Soay sheep are a very old and primitive breed from islands off the coast of Scotland. The original sheep were supposedly brought to the islands by Vikings. Soays are small in stature, which makes them both easier to handle than large, modern breeds and well-suited for the small farm or homestead. Soays are very hardy. Scrapie is unknown in the breed and foot rot is rare. They enjoy browsing as much as grazing, and make good use of rough pastures with brush and weed.

Soays are quite rare in the United States, and are generally categorized in two or three ways. Soays that are descended from one importation of sheep registered with the Rare Breeds Survival Trust are considered to be pure British Soays. Soays that are descended from another importation that was mingled to some extent with another hair sheep breed are considered to be American Soays. Finally, an analysis of the bloodlines of any particular sheep can indicate the degree to which that Soay is a mixture of these British and American Soays; these sheep are considered to be American/British Soays, and are probably the most numerous of the types.

What does this mean? If you are interested strictly in the conservation of a rare breed, then you will want to concentrate on British Soays. Acquiring sheep that are in need of conservation brings with it some obligation to both respect that rarity and seek to preserve it, as is.

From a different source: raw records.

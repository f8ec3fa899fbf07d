//! Application state wiring the collaborators together.
//!
//! AppState holds the configuration and credentials loaded at startup.
//! The turn controller is generic over collaborator traits, but AppState
//! pins it to the concrete infra implementations.

use std::path::PathBuf;
use std::time::Duration;

use secrecy::SecretString;
use tracing::{debug, warn};

use glimora_core::session::ChatSessionStore;
use glimora_core::turn::TurnController;
use glimora_infra::config::{data_dir, load_config};
use glimora_infra::credentials::{api_key_from_env, MODEL_KEY_VAR, SEARCH_KEY_VAR};
use glimora_infra::extract::PdfTextExtractor;
use glimora_infra::llm::OpenRouterClient;
use glimora_infra::persistence::JsonSessionPersistence;
use glimora_infra::search::TavilySearchClient;
use glimora_types::config::GlimoraConfig;

/// Concrete controller type pinned to the infra implementations.
pub type ConcreteController = TurnController<OpenRouterClient, TavilySearchClient, PdfTextExtractor>;

/// Shared application state for all CLI commands.
pub struct AppState {
    pub data_dir: PathBuf,
    pub config: GlimoraConfig,
    model_key: Option<SecretString>,
    search_key: Option<SecretString>,
}

impl AppState {
    /// Initialize the application state: resolve the data directory, load
    /// config, and read API keys from the environment.
    ///
    /// Missing keys are not fatal here. A missing model key fails the
    /// first turn with a clear transcript message, and a missing search
    /// key makes web-search turns fall back to plain chat.
    pub async fn init() -> Self {
        let data_dir = data_dir();
        let config = load_config(&data_dir).await;

        let model_key = api_key_from_env(MODEL_KEY_VAR);
        let search_key = api_key_from_env(SEARCH_KEY_VAR);

        if model_key.is_none() {
            warn!("{MODEL_KEY_VAR} is not set; chat turns will fail until it is");
        }
        if search_key.is_none() {
            debug!("{SEARCH_KEY_VAR} is not set; web search will fall back to plain chat");
        }

        Self {
            data_dir,
            config,
            model_key,
            search_key,
        }
    }

    /// Build a turn controller over the concrete collaborators.
    pub fn controller(&self) -> ConcreteController {
        let model = OpenRouterClient::new(
            self.model_key.clone(),
            self.config.model.clone(),
            self.config.referer.clone(),
        );
        let search = TavilySearchClient::new(self.search_key.clone());
        let extractor = PdfTextExtractor::new();

        TurnController::new(model, search, extractor)
            .with_replay_delay(Duration::from_millis(self.config.replay_delay_ms))
    }

    /// Load the session store backed by the JSON file in the data dir.
    pub async fn open_store(&self) -> ChatSessionStore<JsonSessionPersistence> {
        ChatSessionStore::load(JsonSessionPersistence::new(&self.data_dir)).await
    }
}
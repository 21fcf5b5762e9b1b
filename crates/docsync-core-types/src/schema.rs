//! Canonical schema constants for structured logging and events
//!
//! These constants ensure consistency across all logging and error reporting.

// Canonical field keys for structured logging
pub const FIELD_COMPONENT: &str = "component";
pub const FIELD_OP: &str = "op";
pub const FIELD_EVENT: &str = "event";
pub const FIELD_DURATION_MS: &str = "duration_ms";
pub const FIELD_RUN_ID: &str = "run_id";

// Reconciliation subjects
pub const FIELD_ENTITY: &str = "entity";
pub const FIELD_COLUMN: &str = "column";
pub const FIELD_FIELD_KEY: &str = "field";
pub const FIELD_PATH: &str = "path";
pub const FIELD_MODE: &str = "mode";

// Collection sizes
pub const FIELD_DOCUMENT_COUNT: &str = "document_count";
pub const FIELD_ENTITY_COUNT: &str = "entity_count";
pub const FIELD_NODE_COUNT: &str = "node_count";
pub const FIELD_EDGE_COUNT: &str = "edge_count";

// Error fields
pub const FIELD_ERR_KIND: &str = "err.kind";
pub const FIELD_ERR_CODE: &str = "err.code";

// Canonical event names
pub const EVENT_START: &str = "start";
pub const EVENT_END: &str = "end";
pub const EVENT_END_ERROR: &str = "end_error";
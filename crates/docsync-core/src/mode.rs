//! Reconciliation run modes

use std::str::FromStr;

use serde::{Deserialize, Serialize};

use crate::errors::DocSyncError;

/// How a reconciliation run treats missing and drifted documentation
#[derive(Debug, Clone, Copy, PartialEq, Eq, Hash, Default, Serialize, Deserialize)]
#[serde(rename_all = "lowercase")]
pub enum Mode {
    /// Fill missing fields and write changed files
    #[default]
    Update,
    /// Report missing fields; never mutate or write
    Check,
    /// Ask per field whether to accept, edit or skip the suggestion
    Interactive,
    /// Report drifted descriptions and fill missing fields in memory; never write
    Drift,
}

impl Mode {
    pub const ALL: [Mode; 4] = [Mode::Update, Mode::Check, Mode::Interactive, Mode::Drift];

    pub fn as_str(self) -> &'static str {
        match self {
            Mode::Update => "update",
            Mode::Check => "check",
            Mode::Interactive => "interactive",
            Mode::Drift => "drift",
        }
    }

    /// Whether dirty documents are flushed at the end of the run
    pub fn writes_files(self) -> bool {
        matches!(self, Mode::Update | Mode::Interactive)
    }

    /// Whether `DRIFT` column statuses are consulted
    pub fn detects_drift(self) -> bool {
        matches!(self, Mode::Drift)
    }

    /// Whether a positive outcome means the CI gate fails
    pub fn is_ci_gate(self) -> bool {
        matches!(self, Mode::Check | Mode::Drift)
    }
}

impl FromStr for Mode {
    type Err = DocSyncError;

    fn from_str(s: &str) -> Result<Self, Self::Err> {
        Mode::ALL
            .into_iter()
            .find(|m| m.as_str() == s)
            .ok_or_else(|| DocSyncError::InvalidMode {
                value: s.to_string(),
            })
    }
}

impl std::fmt::Display for Mode {
    fn fmt(&self, f: &mut std::fmt::Formatter<'_>) -> std::fmt::Result {
        f.write_str(self.as_str())
    }
}
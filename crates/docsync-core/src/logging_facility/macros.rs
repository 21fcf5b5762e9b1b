//! Canonical logging macros
//!
//! These macros provide a structured, consistent way to log operations.
//! Callers must depend on `docsync-core-types` for the event constants.

/// Log the start of an operation
///
/// # Example
///
/// ```
/// # use docsync_core::log_op_start;
/// log_op_start!("scan");
/// log_op_start!("scan", root = "/tmp/project");
/// ```
#[macro_export]
macro_rules! log_op_start {
    ($op:expr) => {
        tracing::info!(
            component = module_path!(),
            op = $op,
            event = docsync_core_types::schema::EVENT_START,
        );
    };
    ($op:expr, $($field:tt)*) => {
        tracing::info!(
            component = module_path!(),
            op = $op,
            event = docsync_core_types::schema::EVENT_START,
            $($field)*
        );
    };
}

/// Log the successful end of an operation
///
/// # Example
///
/// ```
/// # use docsync_core::log_op_end;
/// log_op_end!("scan", duration_ms = 42);
/// ```
#[macro_export]
macro_rules! log_op_end {
    ($op:expr, duration_ms = $duration:expr) => {
        tracing::info!(
            component = module_path!(),
            op = $op,
            event = docsync_core_types::schema::EVENT_END,
            duration_ms = $duration,
        );
    };
    ($op:expr, duration_ms = $duration:expr, $($field:tt)*) => {
        tracing::info!(
            component = module_path!(),
            op = $op,
            event = docsync_core_types::schema::EVENT_END,
            duration_ms = $duration,
            $($field)*
        );
    };
}

/// Log an operation error
///
/// Accepts anything convertible into `ExError`.
///
/// # Example
///
/// ```
/// # use docsync_core::{log_op_error, errors::DocSyncError};
/// let err = DocSyncError::Routing { entity: "orders".to_string() };
/// log_op_error!("create_stub", err, duration_ms = 3);
/// ```
#[macro_export]
macro_rules! log_op_error {
    ($op:expr, $err:expr, duration_ms = $duration:expr) => {{
        use $crate::errors::ExError;
        let ex_err: ExError = $err.into();
        tracing::error!(
            component = module_path!(),
            op = $op,
            event = docsync_core_types::schema::EVENT_END_ERROR,
            duration_ms = $duration,
            err.kind = ?ex_err.kind(),
            err.code = ex_err.code(),
            message = %ex_err,
        );
    }};
    ($op:expr, $err:expr, duration_ms = $duration:expr, $($field:tt)*) => {{
        use $crate::errors::ExError;
        let ex_err: ExError = $err.into();
        tracing::error!(
            component = module_path!(),
            op = $op,
            event = docsync_core_types::schema::EVENT_END_ERROR,
            duration_ms = $duration,
            err.kind = ?ex_err.kind(),
            err.code = ex_err.code(),
            message = %ex_err,
            $($field)*
        );
    }};
}
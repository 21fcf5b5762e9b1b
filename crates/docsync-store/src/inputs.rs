//! JSON input files produced by external collaborators

use std::path::Path;

use docsync_core::{Catalog, ForeignKey, ModelDependencies};
use serde::de::DeserializeOwned;

use crate::errors::{input_error, io_error, Result};

/// Load the generated catalog
///
/// # Errors
///
/// Returns `NotFound`/`Io` if the file cannot be read and `InvalidCatalog`
/// if it is not a catalog object.
pub fn load_catalog(path: &Path) -> Result<Catalog> {
    let text = std::fs::read_to_string(path).map_err(|e| io_error("load_catalog", path, e))?;
    let catalog = Catalog::from_json_str(&text)
        .map_err(|e| docsync_core::ExError::from(e).with_op("load_catalog").with_path(path.display().to_string()))?;
    tracing::debug!(path = %path.display(), entity_count = catalog.len(), "catalog loaded");
    Ok(catalog)
}

/// Load foreign keys: `[{source_table, source_column, target_table, target_column}]`
///
/// # Errors
///
/// Returns `NotFound`/`Io` if the file cannot be read and `InvalidInput`
/// if it does not match the expected shape.
pub fn load_foreign_keys(path: &Path) -> Result<Vec<ForeignKey>> {
    load_json_list("load_foreign_keys", path)
}

/// Load model dependencies: `[{name, dependencies: [...]}]`
///
/// # Errors
///
/// Returns `NotFound`/`Io` if the file cannot be read and `InvalidInput`
/// if it does not match the expected shape.
pub fn load_model_dependencies(path: &Path) -> Result<Vec<ModelDependencies>> {
    load_json_list("load_model_dependencies", path)
}

fn load_json_list<T: DeserializeOwned>(op: &str, path: &Path) -> Result<Vec<T>> {
    let text = std::fs::read_to_string(path).map_err(|e| io_error(op, path, e))?;
    let items: Vec<T> = serde_json::from_str(&text).map_err(|e| input_error(op, path, e.to_string()))?;
    tracing::debug!(path = %path.display(), count = items.len(), "{} done", op);
    Ok(items)
}
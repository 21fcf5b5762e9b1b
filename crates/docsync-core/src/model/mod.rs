//! Domain model: the generated catalog consumed by reconciliation and the
//! entity records written into documentation files.

pub mod catalog;
pub mod entity;

pub use catalog::{Catalog, CatalogEntry, DriftStatus, GeneratedColumn};
pub use entity::{ColumnRecord, EntityKind, EntityRecord};
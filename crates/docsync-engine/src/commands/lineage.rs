//! Lineage command: foreign keys + model dependencies -> one graph

use std::path::Path;
use std::str::FromStr;
use std::time::Instant;

use docsync_core::errors::{DocSyncError, ExError, ExErrorKind};
use docsync_core::{log_op_end, log_op_start, merge, LineageGraph};
use docsync_store::errors::Result;
use docsync_store::inputs::{load_foreign_keys, load_model_dependencies};

/// Output rendering of a lineage graph.
#[derive(Debug, Clone, Copy, PartialEq, Eq, Default)]
pub enum LineageFormat {
    /// Bare Mermaid diagram text
    #[default]
    Mermaid,
    /// Node/edge object for graph viewers
    Json,
    /// Markdown page wrapping the diagram
    Markdown,
}

impl FromStr for LineageFormat {
    type Err = DocSyncError;

    fn from_str(s: &str) -> std::result::Result<Self, Self::Err> {
        match s {
            "mermaid" => Ok(LineageFormat::Mermaid),
            "json" => Ok(LineageFormat::Json),
            "markdown" => Ok(LineageFormat::Markdown),
            other => Err(DocSyncError::InvalidInput {
                message: format!(
                    "unknown lineage format '{}' (expected mermaid, json or markdown)",
                    other
                ),
            }),
        }
    }
}

/// Load both inputs and merge them.
///
/// # Errors
///
/// Returns `NotFound`/`Io` for unreadable files and `InvalidInput` for
/// malformed JSON.
pub fn build_lineage(foreign_keys_path: &Path, models_path: &Path) -> Result<LineageGraph> {
    let start = Instant::now();
    log_op_start!("lineage", path = %foreign_keys_path.display());

    let foreign_keys = load_foreign_keys(foreign_keys_path)?;
    let models = load_model_dependencies(models_path)?;
    let graph = merge(&foreign_keys, &models);

    log_op_end!(
        "lineage",
        duration_ms = start.elapsed().as_millis() as u64,
        node_count = graph.node_count(),
        edge_count = graph.edge_count()
    );
    Ok(graph)
}

/// Render a graph in the requested format.
///
/// # Errors
///
/// Returns `Serialization` if the JSON object cannot be encoded.
pub fn render_lineage(graph: &LineageGraph, format: LineageFormat) -> Result<String> {
    match format {
        LineageFormat::Mermaid => Ok(graph.to_diagram_text()),
        LineageFormat::Markdown => Ok(graph.to_markdown_document()),
        LineageFormat::Json => serde_json::to_string_pretty(&graph.to_graph_object()).map_err(|e| {
            ExError::new(ExErrorKind::Serialization)
                .with_op("render_lineage")
                .with_message(e.to_string())
        }),
    }
}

On the other hand, if you are simply interested in an uncommon breed that is beautiful, easy to manage, will help clean up your fields and pastures, requires little medical attention, and can be relied upon to birth easily, then you can be very comfortable in choosing American or American/British Soays. If you have the interest and are willing to invest the time in selecting your stock and developing your breeding plans, then you can breed these sheep for color, quality of fleece, characteristics of horn, temperament, or any other attribute.

Make no mistake, Soays of all types share the same wonderful attributes of hardiness, self-reliance, and low maintenance. So, before you buy, you should decide if your inclination is to be a conservationist who will strictly preserve all the genetics presently existing in the British Soays found in North America, or to be a homesteader or hobbyist that wants more freedom to breed the sheep according to your desires.

We initially imported a starter flock of three ewes and one ram from a breeder in Washington state. We later brought in a few more from the same source. Soays are much more common in the west than on the east coast. They were all flown in; you can get two lambs or one adult in a large dog crate.

Our original intent was to provide breeding stock to folks interested in Soays. Using a conservation breeding plan for rare breeds, we were developing three separate lines. A consequence of this was four or five separate groups to be managed in the fall, which got to be a bit of a hassle. Soays really are easy to manage, but we were using electrified mesh fences to move the sheep around the pastures (and yard). Eventually that became a bit of a chore. With permanently divided paddocks, that issuewould never have arisen.

When we started trying to sell a few, we found that frugal New Englanders had no interest in paying what was a bit cheaperthan the typical price around the country. The fact that Soays are an interesting, easy-to-handle, uncommon breed seemed tobe irrelevant. Plan B had been to raise them for food, because we both love lamb. Having watched the lambs play and given them all names, that became problematic.

By the time the flock grew to thirty, we decided it was time to disperse the flock and move on. Even at fire-sale prices, that took a while, but eventually we were able to create starter flocks for several enthusiasts in Connecticut and Maine.

We still recommend Soays as practical, small-homestead livestock, especially if you have brushy areas to clear and will raise the sheep for food rather than for sale.